Here in Australia, the Bureau of Meteorology ('BoM') uses the ACCESS model (http://www.bom.gov.au/australia/charts/about/about_access.shtml). It's produced in much the same way as GFS in the US or ECMWF in Europe. It can offer a granularity of three hours over ten days or one hour over three days but can give substantially different results to the other major models. (PSA: Sailors from other continents visiting Australia's sandbar-riddled, shipwreck-dotted coast often complain that they're not getting the same reliability from GFS and ECMWF here over the same periods -- especially on wind.)
I don't do much coastal sailing though -- I live in the mountains, and here the weather is always volatile. A ten-day forecast might be 90% right on total precipitation over an area, but wrong on when, where and how you'll see it. Base wind-speeds are only indicative, gust ranges are putative, and forecast temperatures can easily be undercooked or overcooked by 10C and more depending on where you are.
If you go out hiking in Summer dressed for 26C/79F you could easily encounter over 37C/100F. Locals know this, but visitors can run out of water in as little as two hours. If you camp on a Summer night in a sleeping bag rated for 6C/43F, you could actually see -3C/27F because of rivers of alpine air from higher altitudes, running through what are called frost hollows. Locals know this, but visitors shiver in their icing tents because they're camped in the wrong valley, didn't notice the utter absence of tall trees and that the grass species had changed character. I volunteer as a campground host for state parks, and spent one Easter fixing torn visitor tents, shredded by unforecast winds encountered in an unforecast hailstorm. (Our own shelter held up fine.)
Australian populations are mainly coastal and most of our weather sensors are located on the coast. We don't have the granularity of data samples to support a detailed machine-learning style model for our alpine and remote regions -- aside from a few meteo stations in ski resorts, our data are already interpolated from sensors hundreds of kms away. (I had a great chat with a data officer at BoM once who explained just how dependent the Bureau is on remote volunteers submitting observational data, and how the historical data evaporated during periods of conscription and world wars.)
So in my context, a 15 day forecast is laughable. Here in the Australian Alps you can trust forecasts maybe three days out, but you'll still watch weather like a hawk and when you're planning a lake sail, the wind is whatever you get every 15 minutes and you might as well bring a canoe-paddle.
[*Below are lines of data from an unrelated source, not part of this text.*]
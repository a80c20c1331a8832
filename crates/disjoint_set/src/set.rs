use std::borrow::Borrow;
use std::collections::HashMap;
use std::fmt;
use std::hash::Hash;

use tracing::debug;

use crate::{DisjointSetError, Operand};

const INITIAL_SLOTS: usize = 8;

/// Weighted quick-union with path halving.
///
/// Every registered element gets the next dense id. `parent` and `size` are
/// sized in slots that double when the ids run out; slots past `len()` are
/// unused.
#[derive(Clone)]
pub struct DisjointSet<T> {
    ids: HashMap<T, usize>,
    parent: Vec<usize>,
    size: Vec<usize>,
    sets: usize,
}

impl<T> DisjointSet<T>
where
    T: Hash + Eq,
{
    pub fn new() -> Self {
        Self::with_capacity(0)
    }

    /// Room for `capacity` elements before the first reallocation.
    pub fn with_capacity(capacity: usize) -> Self {
        Self {
            ids: HashMap::with_capacity(capacity),
            parent: vec![0; capacity],
            size: vec![0; capacity],
            sets: 0,
        }
    }

    /// Registers `element` as a singleton set. Returns `false` and changes
    /// nothing if it is already registered.
    pub fn insert(&mut self, element: T) -> bool {
        if self.ids.contains_key(&element) {
            return false;
        }
        let id = self.ids.len();
        if id == self.parent.len() {
            self.grow();
        }
        self.parent[id] = id;
        self.size[id] = 1;
        self.ids.insert(element, id);
        self.sets += 1;
        true
    }

    pub fn contains<Q>(&self, element: &Q) -> bool
    where
        T: Borrow<Q>,
        Q: Hash + Eq + ?Sized,
    {
        self.ids.contains_key(element)
    }

    pub fn len(&self) -> usize {
        self.ids.len()
    }

    pub fn is_empty(&self) -> bool {
        self.ids.is_empty()
    }

    /// Number of disjoint sets.
    pub fn set_count(&self) -> usize {
        self.sets
    }

    /// Id of the root of the set holding `element`.
    pub fn find<Q>(&mut self, element: &Q) -> Result<usize, DisjointSetError>
    where
        T: Borrow<Q>,
        Q: Hash + Eq + ?Sized,
    {
        let id = self.id_of(element, Operand::First)?;
        Ok(self.root(id))
    }

    /// Merges the sets holding `p` and `q`; the smaller tree goes under the
    /// larger one.
    pub fn connect<Q>(&mut self, p: &Q, q: &Q) -> Result<(), DisjointSetError>
    where
        T: Borrow<Q>,
        Q: Hash + Eq + ?Sized,
    {
        let p = self.id_of(p, Operand::First)?;
        let q = self.id_of(q, Operand::Second)?;
        let (root_p, root_q) = (self.root(p), self.root(q));
        if root_p == root_q {
            return Ok(());
        }
        if self.size[root_p] > self.size[root_q] {
            self.parent[root_q] = root_p;
            self.size[root_p] += self.size[root_q];
        } else {
            self.parent[root_p] = root_q;
            self.size[root_q] += self.size[root_p];
        }
        self.sets -= 1;
        Ok(())
    }

    pub fn is_connected<Q>(&mut self, p: &Q, q: &Q) -> Result<bool, DisjointSetError>
    where
        T: Borrow<Q>,
        Q: Hash + Eq + ?Sized,
    {
        let p = self.id_of(p, Operand::First)?;
        let q = self.id_of(q, Operand::Second)?;
        Ok(self.root(p) == self.root(q))
    }

    /// Number of elements in the set holding `element`.
    pub fn set_size<Q>(&mut self, element: &Q) -> Result<usize, DisjointSetError>
    where
        T: Borrow<Q>,
        Q: Hash + Eq + ?Sized,
    {
        let root = self.find(element)?;
        Ok(self.size[root])
    }

    fn id_of<Q>(&self, element: &Q, operand: Operand) -> Result<usize, DisjointSetError>
    where
        T: Borrow<Q>,
        Q: Hash + Eq + ?Sized,
    {
        self.ids
            .get(element)
            .copied()
            .ok_or(DisjointSetError::NotFound { operand })
    }

    fn root(&mut self, mut id: usize) -> usize {
        while self.parent[id] != id {
            self.parent[id] = self.parent[self.parent[id]];
            id = self.parent[id];
        }
        id
    }

    fn grow(&mut self) {
        let slots = (self.parent.len() * 2).max(INITIAL_SLOTS);
        debug!(from = self.parent.len(), to = slots, "growing disjoint set storage");
        self.parent.resize(slots, 0);
        self.size.resize(slots, 0);
    }
}

impl<T> Default for DisjointSet<T>
where
    T: Hash + Eq,
{
    fn default() -> Self {
        Self::new()
    }
}

impl<T> fmt::Debug for DisjointSet<T> {
    fn fmt(&self, f: &mut fmt::Formatter<'_>) -> fmt::Result {
        f.debug_struct("DisjointSet")
            .field("len", &self.ids.len())
            .field("sets", &self.sets)
            .finish()
    }
}

impl<T> FromIterator<T> for DisjointSet<T>
where
    T: Hash + Eq,
{
    fn from_iter<I: IntoIterator<Item = T>>(iter: I) -> Self {
        let iter = iter.into_iter();
        let mut set = Self::with_capacity(iter.size_hint().0);
        set.extend(iter);
        set
    }
}

impl<T> Extend<T> for DisjointSet<T>
where
    T: Hash + Eq,
{
    fn extend<I: IntoIterator<Item = T>>(&mut self, iter: I) {
        for element in iter {
            self.insert(element);
        }
    }
}
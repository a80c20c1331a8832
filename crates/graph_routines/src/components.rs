use std::collections::{BTreeMap, HashMap};

use disjoint_set::DisjointSet;
use graph_store::{GraphView, Vertex};
use tracing::debug;

use crate::RoutineError;

/// Connected components, numbered `0..count` in ascending order of each
/// component's smallest vertex. Edge direction is ignored, so a directed graph
/// yields its weakly connected components.
#[derive(Clone, Debug)]
pub struct ConnectedComponents {
    ids: BTreeMap<Vertex, usize>,
    count: usize,
}

impl ConnectedComponents {
    pub fn new<G: GraphView>(graph: &G) -> Result<Self, RoutineError> {
        let mut sets: DisjointSet<Vertex> = graph.vertices().collect();
        for v in graph.vertices() {
            for edge in graph.adj(v)? {
                sets.connect(&edge.from, &edge.to)?;
            }
        }

        let mut ids = BTreeMap::new();
        let mut by_root: HashMap<usize, usize> = HashMap::with_capacity(sets.set_count());
        for v in graph.vertices() {
            let root = sets.find(&v)?;
            let next = by_root.len();
            ids.insert(v, *by_root.entry(root).or_insert(next));
        }
        let count = by_root.len();
        debug!(vertices = ids.len(), components = count, "computed connected components");
        Ok(Self { ids, count })
    }

    pub fn count(&self) -> usize {
        self.count
    }

    pub fn id(&self, v: Vertex) -> Result<usize, RoutineError> {
        if self.ids.is_empty() {
            return Err(RoutineError::EmptyGraph);
        }
        self.ids
            .get(&v)
            .copied()
            .ok_or(RoutineError::VertexNotFound(v))
    }

    pub fn is_connected(&self, v: Vertex, w: Vertex) -> Result<bool, RoutineError> {
        Ok(self.id(v)? == self.id(w)?)
    }
}
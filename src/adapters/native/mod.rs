/// Native adapters - implementations for native Rust (non-WASM).

pub mod clock;
pub mod console_logger;
pub mod transport;

pub use clock::Clock;
pub use console_logger::ConsoleLogger;
pub use transport::UnavailableTransport;
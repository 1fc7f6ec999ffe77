/// Platform - Dependency injection container for the trigger's ports.
///
/// Hybrid approach:
/// - Stateless ports: `&'static` references (zero-cost)
/// - Stateful ports: `Arc<dyn Trait>` (ref-counted)
use crate::ports::{ClockPort, LoggerPort, TransportPort};
use std::sync::Arc;

#[derive(Clone)]
pub struct Platform {
    logger: &'static dyn LoggerPort,
    clock: &'static dyn ClockPort,
    transport: Arc<dyn TransportPort>,
}

impl Platform {
    /// Creates a new Platform with default adapters for the current target.
    pub fn new() -> Self {
        Self {
            logger: crate::adapters::logger(),
            clock: crate::adapters::clock(),
            transport: crate::adapters::transport(),
        }
    }

    pub fn with_logger(mut self, logger: &'static dyn LoggerPort) -> Self {
        self.logger = logger;
        self
    }

    pub fn with_clock(mut self, clock: &'static dyn ClockPort) -> Self {
        self.clock = clock;
        self
    }

    pub fn with_transport(mut self, transport: Arc<dyn TransportPort>) -> Self {
        self.transport = transport;
        self
    }

    #[inline]
    pub fn logger(&self) -> &'static dyn LoggerPort {
        self.logger
    }

    #[inline]
    pub fn clock(&self) -> &'static dyn ClockPort {
        self.clock
    }

    #[inline]
    pub fn transport(&self) -> &dyn TransportPort {
        self.transport.as_ref()
    }
}

impl Default for Platform {
    fn default() -> Self {
        Self::new()
    }
}
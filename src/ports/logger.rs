/// Logger port - console-style logging across platforms.
///
/// - WASM: Console API (console.log, console.error, etc.)
/// - Native: the `log` crate facade
pub trait LoggerPort: Send + Sync {
    /// Log an informational message.
    fn log(&self, message: &str);

    /// Log an error message.
    fn error(&self, message: &str);

    /// Log a warning message.
    fn warn(&self, message: &str);

    /// Start a performance timer with the given label.
    fn time(&self, label: &str);

    /// End a performance timer and log the elapsed duration.
    fn time_end(&self, label: &str);
}
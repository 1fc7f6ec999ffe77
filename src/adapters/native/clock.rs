use crate::ports::clock::ClockPort;

/// Native clock: the `log` facade has no timer API, so timings are always
/// reported as debug entries.
#[derive(Clone, Copy)]
pub struct Clock;

impl Clock {
    pub fn new() -> Self {
        Self
    }
}

impl Default for Clock {
    fn default() -> Self {
        Self::new()
    }
}

impl ClockPort for Clock {
    fn is_available(&self) -> bool {
        true
    }
}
So based on those experiences and my own local poking, if I were planning a long cruising trip using such a forecast method I'd really *really* want to know where the nearest data are being gathered from, how often they're gathered, how long they've been gathered for and even *how* they're being gathered. 15 days of forecast accuracy for some sixty year-old airport in a city is not 15 days of accuracy in a volatile weather-zone when the nearest observations are taken 500nm away, record-keeping is manual, and interrupted every other year by hurricanes and cyclones. It may be that for these locations, empirical modelling is more reliable than machine-learned stats, and you'll still need local knowledge to know how reliable because reliability never has been uniform due to data sources, sampling biases and curation quirks.
As I just wrote to someone else, I think the most value to mariners is the better advance warning of a hurricane track this technology promises to provide
I hope so, Peter. But consider what a small proportion of data points represent hurricane behaviour in comparison to other data points. Hurricanes are big energy systems, sampled rarely. The reliability that you get on 15 day forecasts for 'ordinary' days may not be reflected in hurricane events.
I understand that cruising sailors want an extra 50% notice on the track, but the volatility may be higher than you'd think and experiences with other forecasts may give a false sense of security. This is one of those likelihood/impact risk analyses where the high impact weights even small changes of likelihood in important ways.
So do you use that extra notice so you can plan what *to* do, or what *not* to do? Some sailors will surely jump one way; some the other.
Over time, I'd be watching how the actuaries in insurance companies start changing terms in the policies -- when they all start treating 15-day warnings as authoritative that'll be our first social indication that it's now reliable for maritime use.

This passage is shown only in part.